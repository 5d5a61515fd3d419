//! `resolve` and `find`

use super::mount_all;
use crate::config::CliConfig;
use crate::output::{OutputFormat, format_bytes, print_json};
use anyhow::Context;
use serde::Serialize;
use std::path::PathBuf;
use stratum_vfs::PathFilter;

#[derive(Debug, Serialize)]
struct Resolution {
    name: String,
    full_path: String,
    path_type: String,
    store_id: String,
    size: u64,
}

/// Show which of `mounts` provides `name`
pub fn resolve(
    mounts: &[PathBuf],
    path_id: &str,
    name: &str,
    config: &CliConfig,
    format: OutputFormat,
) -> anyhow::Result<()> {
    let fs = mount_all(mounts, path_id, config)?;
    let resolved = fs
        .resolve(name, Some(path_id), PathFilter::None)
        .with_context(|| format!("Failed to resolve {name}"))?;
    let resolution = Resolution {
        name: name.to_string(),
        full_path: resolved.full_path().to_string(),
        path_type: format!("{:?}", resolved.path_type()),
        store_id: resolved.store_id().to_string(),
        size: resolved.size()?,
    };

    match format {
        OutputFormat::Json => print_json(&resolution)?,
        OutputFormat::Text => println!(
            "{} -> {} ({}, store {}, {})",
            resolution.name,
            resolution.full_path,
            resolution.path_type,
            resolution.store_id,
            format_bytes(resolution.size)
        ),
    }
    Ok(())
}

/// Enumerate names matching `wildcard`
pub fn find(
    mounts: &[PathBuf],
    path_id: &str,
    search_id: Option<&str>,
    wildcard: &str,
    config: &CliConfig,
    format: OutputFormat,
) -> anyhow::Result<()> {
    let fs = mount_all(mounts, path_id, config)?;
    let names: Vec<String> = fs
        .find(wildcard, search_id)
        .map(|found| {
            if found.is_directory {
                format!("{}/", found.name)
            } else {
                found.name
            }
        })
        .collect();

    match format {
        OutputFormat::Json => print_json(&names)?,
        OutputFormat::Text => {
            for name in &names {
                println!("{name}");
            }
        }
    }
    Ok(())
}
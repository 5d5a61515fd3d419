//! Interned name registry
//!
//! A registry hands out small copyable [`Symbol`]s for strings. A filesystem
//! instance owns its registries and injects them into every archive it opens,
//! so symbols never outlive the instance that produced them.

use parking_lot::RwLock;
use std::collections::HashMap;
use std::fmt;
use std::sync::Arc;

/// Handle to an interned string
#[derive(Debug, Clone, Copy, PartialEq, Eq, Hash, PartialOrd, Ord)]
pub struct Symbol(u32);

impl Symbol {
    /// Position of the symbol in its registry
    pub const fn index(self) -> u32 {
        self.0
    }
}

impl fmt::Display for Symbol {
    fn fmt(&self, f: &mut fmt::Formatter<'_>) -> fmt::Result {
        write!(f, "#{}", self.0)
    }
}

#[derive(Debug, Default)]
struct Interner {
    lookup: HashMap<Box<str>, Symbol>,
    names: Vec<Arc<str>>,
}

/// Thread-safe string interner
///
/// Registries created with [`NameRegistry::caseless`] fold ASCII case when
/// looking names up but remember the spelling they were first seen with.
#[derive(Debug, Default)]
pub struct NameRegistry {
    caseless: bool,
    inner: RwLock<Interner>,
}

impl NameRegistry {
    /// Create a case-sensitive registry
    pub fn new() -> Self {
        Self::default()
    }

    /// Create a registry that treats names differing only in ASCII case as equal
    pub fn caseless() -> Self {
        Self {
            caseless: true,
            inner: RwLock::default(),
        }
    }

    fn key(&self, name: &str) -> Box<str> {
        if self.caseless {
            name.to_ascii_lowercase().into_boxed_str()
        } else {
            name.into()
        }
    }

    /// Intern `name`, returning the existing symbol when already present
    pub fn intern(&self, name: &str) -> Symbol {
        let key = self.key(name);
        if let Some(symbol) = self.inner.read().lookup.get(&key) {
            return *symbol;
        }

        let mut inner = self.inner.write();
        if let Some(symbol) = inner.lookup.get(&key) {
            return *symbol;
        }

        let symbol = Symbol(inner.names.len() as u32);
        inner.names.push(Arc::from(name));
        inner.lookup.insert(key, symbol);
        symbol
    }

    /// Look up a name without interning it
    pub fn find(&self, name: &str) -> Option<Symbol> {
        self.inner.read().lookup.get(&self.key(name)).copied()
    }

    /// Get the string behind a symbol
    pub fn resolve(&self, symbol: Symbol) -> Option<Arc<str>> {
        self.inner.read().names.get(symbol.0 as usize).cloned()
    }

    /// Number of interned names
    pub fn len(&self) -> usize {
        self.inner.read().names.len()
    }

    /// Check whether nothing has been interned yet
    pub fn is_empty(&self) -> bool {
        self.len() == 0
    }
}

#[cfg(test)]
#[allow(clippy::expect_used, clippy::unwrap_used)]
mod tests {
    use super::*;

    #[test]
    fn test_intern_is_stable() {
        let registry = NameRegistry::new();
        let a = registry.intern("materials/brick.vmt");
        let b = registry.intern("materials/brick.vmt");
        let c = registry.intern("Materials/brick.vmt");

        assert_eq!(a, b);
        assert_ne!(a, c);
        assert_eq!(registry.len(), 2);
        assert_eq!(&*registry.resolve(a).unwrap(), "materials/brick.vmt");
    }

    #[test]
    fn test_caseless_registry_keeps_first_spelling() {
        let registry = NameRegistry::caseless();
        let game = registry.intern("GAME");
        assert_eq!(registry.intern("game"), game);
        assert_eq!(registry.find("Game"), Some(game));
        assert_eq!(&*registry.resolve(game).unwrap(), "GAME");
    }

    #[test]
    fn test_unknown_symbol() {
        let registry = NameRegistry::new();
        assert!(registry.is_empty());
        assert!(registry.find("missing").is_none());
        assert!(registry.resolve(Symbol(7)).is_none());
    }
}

Your instructions:
All lines from the one with "self.len() == 0" to the end of the entries above are to be written out exactly, the first and last included.

Solution to the problem:
        self.len() == 0
    }
}

#[cfg(test)]
#[allow(clippy::expect_used, clippy::unwrap_used)]
mod tests {
    use super::*;

    #[test]
    fn test_intern_is_stable() {
        let registry = NameRegistry::new();
        let a = registry.intern("materials/brick.vmt");
        let b = registry.intern("materials/brick.vmt");
        let c = registry.intern("Materials/brick.vmt");

        assert_eq!(a, b);
        assert_ne!(a, c);
        assert_eq!(registry.len(), 2);
        assert_eq!(&*registry.resolve(a).unwrap(), "materials/brick.vmt");
    }

    #[test]
    fn test_caseless_registry_keeps_first_spelling() {
        let registry = NameRegistry::caseless();
        let game = registry.intern("GAME");
        assert_eq!(registry.intern("game"), game);
        assert_eq!(registry.find("Game"), Some(game));
        assert_eq!(&*registry.resolve(game).unwrap(), "GAME");
    }

    #[test]
    fn test_unknown_symbol() {
        let registry = NameRegistry::new();
        assert!(registry.is_empty());
        assert!(registry.find("missing").is_none());
        assert!(registry.resolve(Symbol(7)).is_none());
    }
}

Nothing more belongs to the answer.